Begin at the first line of the records below and, please, give each line again exactly until the line with "let memory_level = memory_resp.memory_level();" is included.

(Stored data entries)

※

//! Planner: decompose a user request into typed subtasks, guided by
//! whatever the memory service already knows about the task.
//!
//! The planner prompts for XML (`<tasks><task type=...>…</task></tasks>`)
//! and parses it leniently — models wrap the block in prose. A parse
//! that yields nothing falls back to a single code subtask carrying the
//! original request, so work is never lost.

use std::sync::Arc;

use regex::Regex;

use ami_domain::error::Result;
use ami_domain::event::{EventAction, TaskEvent};
use ami_domain::subtask::{AgentType, MemoryLevel, Subtask};
use ami_memory::client::MemoryProvider;
use ami_memory::format::format_task_context;
use ami_providers::{ChatRequest, LlmProvider};
use ami_domain::tool::Message;

use crate::task::TaskState;

// ━━━━━━━━━━━━━━━━━━━━━━━━━━━━━━━━━━━━━━━━━━━━━━━━━━━━━━━━━━━━━━━━━━
// Planner
// ━━━━━━━━━━━━━━━━━━━━━━━━━━━━━━━━━━━━━━━━━━━━━━━━━━━━━━━━━━━━━━━━━━

pub struct Planner {
    provider: Arc<dyn LlmProvider>,
    memory: Arc<dyn MemoryProvider>,
}

#[derive(Debug)]
pub struct PlanOutcome {
    pub subtasks: Vec<Subtask>,
    pub memory_level: MemoryLevel,
}

impl Planner {
    pub fn new(provider: Arc<dyn LlmProvider>, memory: Arc<dyn MemoryProvider>) -> Self {
        Self { provider, memory }
    }

    /// Decompose `task_text` into subtasks, consulting memory first.
    pub async fn decompose(
        &self,
        task: &TaskState,
        executor_id: &str,
        task_text: &str,
    ) -> Result<PlanOutcome> {
        let emitter = task.emitter();
        let emit = |action: EventAction| {
            emitter.emit(TaskEvent::new(&task.task_id, action).with_executor(executor_id));
        };

        // 1. Memory task query. Failures degrade to "no context".
        emit(EventAction::MemoryQuery {
            query_type: "task".into(),
            target: task_text.to_owned(),
        });
        let memory_resp = match self.memory.query_task(task_text).await {
            Ok(resp) => resp,
            Err(e) => {
                tracing::warn!(error = %e, "memory task query failed, planning without context");
                Default::default()
            }
        };
        let memory_level = memory_resp.memory_level();
        let context = format_task_context(&memory_resp);
        emit(EventAction::MemoryResult {
            query_type: "task".into(),
            memory_level: Some(memory_level),
            summary: match &context {
                Some(c) => format!("{} chars of workflow context", c.len()),
                None => "no matching memory".into(),
            },
        });
        emit(EventAction::MemoryLevel {
            level: memory_level,
        });

        // 2-3. Planner prompt.
        let prompt = build_planner_prompt(task_text, context.as_deref());
        let response = self
            .provider
            .chat(ChatRequest {
                system: PLANNER_SYSTEM.into(),
                messages: vec![Message::user(prompt)],
                tools: Vec::new(),
                max_tokens: None,
                temperature: None,
                model: None,
            })
            .await?;

        // 4. Parse.
        let mut subtasks = parse_tasks_xml(&response.text());
        if subtasks.is_empty() {
            emit(EventAction::AgentReport {
                message: "planner returned no parseable subtasks; running the request as a \
                          single code task"
                    .into(),
            });
            subtasks.push(Subtask::new("sub_1", task_text, AgentType::Code));
        }

        // 5. Whole-guide injection: the memory trajectory lands on the
        // first browser subtask (else the first subtask); nothing else
        // receives it.
        for subtask in &mut subtasks {
            subtask.memory_level = memory_level;
        }
        if let Some(context) = context {
            let target_idx = subtasks
                .iter()
                .position(|s| s.agent_type == AgentType::Browser)
                .or(if subtasks.is_empty() { None } else { Some(0) });
            if let Some(target_idx) = target_idx {
                subtasks[target_idx].workflow_guide = Some(context);
            }
        }

        Ok(PlanOutcome {
            subtasks,
            memory_level,
        })
    }
}

// ━━━━━━━━━━━━━━━━━━━━━━━━━━━━━━━━━━━━━━━━━━━━━━━━━━━━━━━━━━━━━━━━━━
// Prompting
// ━━━━━━━━━━━━━━━━━━━━━━━━━━━━━━━━━━━━━━━━━━━━━━━━━━━━━━━━━━━━━━━━━━

const PLANNER_SYSTEM: &str = "You split a user request into a short sequence of subtasks for \
specialist agents. Answer with XML only.";

fn build_planner_prompt(task_text: &str, context: Option<&str>) -> String {
    let context_block = match context {
        Some(c) => format!("Known workflow context from memory:\n{c}\n"),
        None => "No workflow context is available for this request.\n".into(),
    };
    format!(
        "{context_block}\n\
         Split the following request into 1-6 ordered subtasks. Each subtask is handled by one \
         agent type:\n\
         - browser: navigate websites and extract information\n\
         - document: read and write files, produce deliverables\n\
         - code: run shell commands and scripts\n\
         - multi_modal: work with images and screenshots\n\n\
         Respond with exactly this XML shape and nothing else:\n\
         <tasks>\n  <task type=\"browser\">...</task>\n  <task type=\"document\">...</task>\n\
         </tasks>\n\n\
         Request: {task_text}"
    )
}

/// Extract `<task type=...>content</task>` entries; tolerant of
/// surrounding prose, whitespace, and attribute quoting.
fn parse_tasks_xml(text: &str) -> Vec<Subtask> {
    let re = Regex::new(r#"(?s)<task\s+type\s*=\s*["']([a-z_]+)["']\s*>(.*?)</task>"#)
        .expect("static regex");

    let mut subtasks = Vec::new();
    for captures in re.captures_iter(text) {
        let type_str = captures.get(1).map(|m| m.as_str()).unwrap_or("");
        let content = captures
            .get(2)
            .map(|m| m.as_str().trim())
            .unwrap_or_default();
        if content.is_empty() {
            continue;
        }
        let agent_type = AgentType::parse(type_str).unwrap_or_else(|| {
            tracing::warn!(type_str, "unknown agent type in plan, defaulting to code");
            AgentType::Code
        });
        let id = format!("sub_{}", subtasks.len() + 1);
        subtasks.push(Subtask::new(id, content, agent_type));
    }
    subtasks
}

// ━━━━━━━━━━━━━━━━━━━━━━━━━━━━━━━━━━━━━━━━━━━━━━━━━━━━━━━━━━━━━━━━━━
// Tests
// ━━━━━━━━━━━━━━━━━━━━━━━━━━━━━━━━━━━━━━━━━━━━━━━━━━━━━━━━━━━━━━━━━━

#[cfg(test)]
mod tests {
    use super::*;
    use crate::agent::tests::{drain_events, test_task, text_response, FakeMemory, ScriptedProvider};
    use ami_memory::types::{CognitivePhrase, MemoryMetadata, MemoryQueryResponse, MemoryState};

    #[test]
    fn parse_clean_xml() {
        let subtasks = parse_tasks_xml(
            "<tasks>\n<task type=\"browser\">Visit example.com and read the title</task>\n\
             <task type=\"document\">Save the title to title.txt</task>\n</tasks>",
        );
        assert_eq!(subtasks.len(), 2);
        assert_eq!(subtasks[0].id, "sub_1");
        assert_eq!(subtasks[0].agent_type, AgentType::Browser);
        assert_eq!(subtasks[1].id, "sub_2");
        assert_eq!(subtasks[1].agent_type, AgentType::Document);
        assert!(subtasks.iter().all(|s| s.depends_on.is_empty()));
    }

    #[test]
    fn parse_tolerates_prose_and_single_quotes() {
        let subtasks = parse_tasks_xml(
            "Sure! Here is the plan:\n<tasks><task type='code'>\n  run the script\n</task></tasks>\n\
             Let me know if you need changes.",
        );
        assert_eq!(subtasks.len(), 1);
        assert_eq!(subtasks[0].content, "run the script");
        assert_eq!(subtasks[0].agent_type, AgentType::Code);
    }

    #[test]
    fn unknown_type_defaults_to_code() {
        let subtasks = parse_tasks_xml("<task type=\"social\">post it</task>");
        assert_eq!(subtasks[0].agent_type, AgentType::Code);
    }

    #[test]
    fn empty_content_is_skipped() {
        let subtasks = parse_tasks_xml("<task type=\"browser\">  </task>");
        assert!(subtasks.is_empty());
    }

    #[tokio::test]
    async fn l3_plan_has_no_guide() {
        let memory = std::sync::Arc::new(FakeMemory::default());
        let provider = ScriptedProvider::new(vec![text_response(
            "<tasks><task type=\"browser\">visit</task><task type=\"document\">save</task></tasks>",
        )]);
        let (_d, task) = test_task();

        let planner = Planner::new(provider, memory);
        let outcome = planner.decompose(&task, "exec_1", "visit and save").await.unwrap();

        assert_eq!(outcome.memory_level, MemoryLevel::L3);
        assert_eq!(outcome.subtasks.len(), 2);
        assert!(outcome.subtasks.iter().all(|s| s.workflow_guide.is_none()));

        let actions: Vec<&'static str> = drain_events(&task)
            .await
            .iter()
            .map(|e| e.action.name())
            .collect();
        assert!(actions.contains(&"memory_query"));
        assert!(actions.contains(&"memory_level"));
    }

    #[tokio::test]
    async fn l1_guide_lands_on_first_browser_subtask_only() {
        let memory = std::sync::Arc::new(FakeMemory::default());
        *memory.task_response.lock() = Some(MemoryQueryResponse {
            success: true,
            metadata: MemoryMetadata {
                memory_level: Some(MemoryLevel::L1),
            },
            cognitive_phrase: Some(CognitivePhrase {
                states: vec![MemoryState {
                    name: "home".into(),
                    url: None,
                    description: None,
                }],
                actions: vec![],
                execution_plan: vec!["open the page".into()],
            }),
            ..Default::default()
        });

        let provider = ScriptedProvider::new(vec![text_response(
            "<tasks><task type=\"document\">prepare</task>\
             <task type=\"browser\">visit</task>\
             <task type=\"browser\">extract</task></tasks>",
        )]);
        let (_d, task) = test_task();

        let planner = Planner::new(provider, memory);
        let outcome = planner.decompose(&task, "exec_1", "do it").await.unwrap();

        assert_eq!(outcome.memory_level, MemoryLevel::L1);
        assert!(outcome.subtasks[0].workflow_guide.is_none());
        assert!(outcome.subtasks[1].workflow_guide.is_some());
        assert!(outcome.subtasks[2].workflow_guide.is_none());
        assert!(outcome
            .subtasks
            .iter()
            .all(|s| s.memory_level == MemoryLevel::L1));
    }

    #[tokio::test]
    async fn unparseable_plan_falls_back_to_code_subtask() {
        let memory = std::sync::Arc::new(FakeMemory::default());
        let provider = ScriptedProvider::new(vec![text_response("I cannot split this.")]);
        let (_d, task) = test_task();

        let planner = Planner::new(provider, memory);
        let outcome = planner
            .decompose(&task, "exec_1", "compute a checksum")
            .await
            .unwrap();

        assert_eq!(outcome.subtasks.len(), 1);
        assert_eq!(outcome.subtasks[0].agent_type, AgentType::Code);
        assert_eq!(outcome.subtasks[0].content, "compute a checksum");

        let events = drain_events(&task).await;
        assert!(events
            .iter()
            .any(|e| matches!(&e.action, EventAction::AgentReport { message }
                              if message.contains("no parseable"))));
    }
}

※

— RESPONSE FOR THIS EXERCISE —
//! Planner: decompose a user request into typed subtasks, guided by
//! whatever the memory service already knows about the task.
//!
//! The planner prompts for XML (`<tasks><task type=...>…</task></tasks>`)
//! and parses it leniently — models wrap the block in prose. A parse
//! that yields nothing falls back to a single code subtask carrying the
//! original request, so work is never lost.

use std::sync::Arc;

use regex::Regex;

use ami_domain::error::Result;
use ami_domain::event::{EventAction, TaskEvent};
use ami_domain::subtask::{AgentType, MemoryLevel, Subtask};
use ami_memory::client::MemoryProvider;
use ami_memory::format::format_task_context;
use ami_providers::{ChatRequest, LlmProvider};
use ami_domain::tool::Message;

use crate::task::TaskState;

// ━━━━━━━━━━━━━━━━━━━━━━━━━━━━━━━━━━━━━━━━━━━━━━━━━━━━━━━━━━━━━━━━━━
// Planner
// ━━━━━━━━━━━━━━━━━━━━━━━━━━━━━━━━━━━━━━━━━━━━━━━━━━━━━━━━━━━━━━━━━━

pub struct Planner {
    provider: Arc<dyn LlmProvider>,
    memory: Arc<dyn MemoryProvider>,
}

#[derive(Debug)]
pub struct PlanOutcome {
    pub subtasks: Vec<Subtask>,
    pub memory_level: MemoryLevel,
}

impl Planner {
    pub fn new(provider: Arc<dyn LlmProvider>, memory: Arc<dyn MemoryProvider>) -> Self {
        Self { provider, memory }
    }

    /// Decompose `task_text` into subtasks, consulting memory first.
    pub async fn decompose(
        &self,
        task: &TaskState,
        executor_id: &str,
        task_text: &str,
    ) -> Result<PlanOutcome> {
        let emitter = task.emitter();
        let emit = |action: EventAction| {
            emitter.emit(TaskEvent::new(&task.task_id, action).with_executor(executor_id));
        };

        // 1. Memory task query. Failures degrade to "no context".
        emit(EventAction::MemoryQuery {
            query_type: "task".into(),
            target: task_text.to_owned(),
        });
        let memory_resp = match self.memory.query_task(task_text).await {
            Ok(resp) => resp,
            Err(e) => {
                tracing::warn!(error = %e, "memory task query failed, planning without context");
                Default::default()
            }
        };
        let memory_level = memory_resp.memory_level();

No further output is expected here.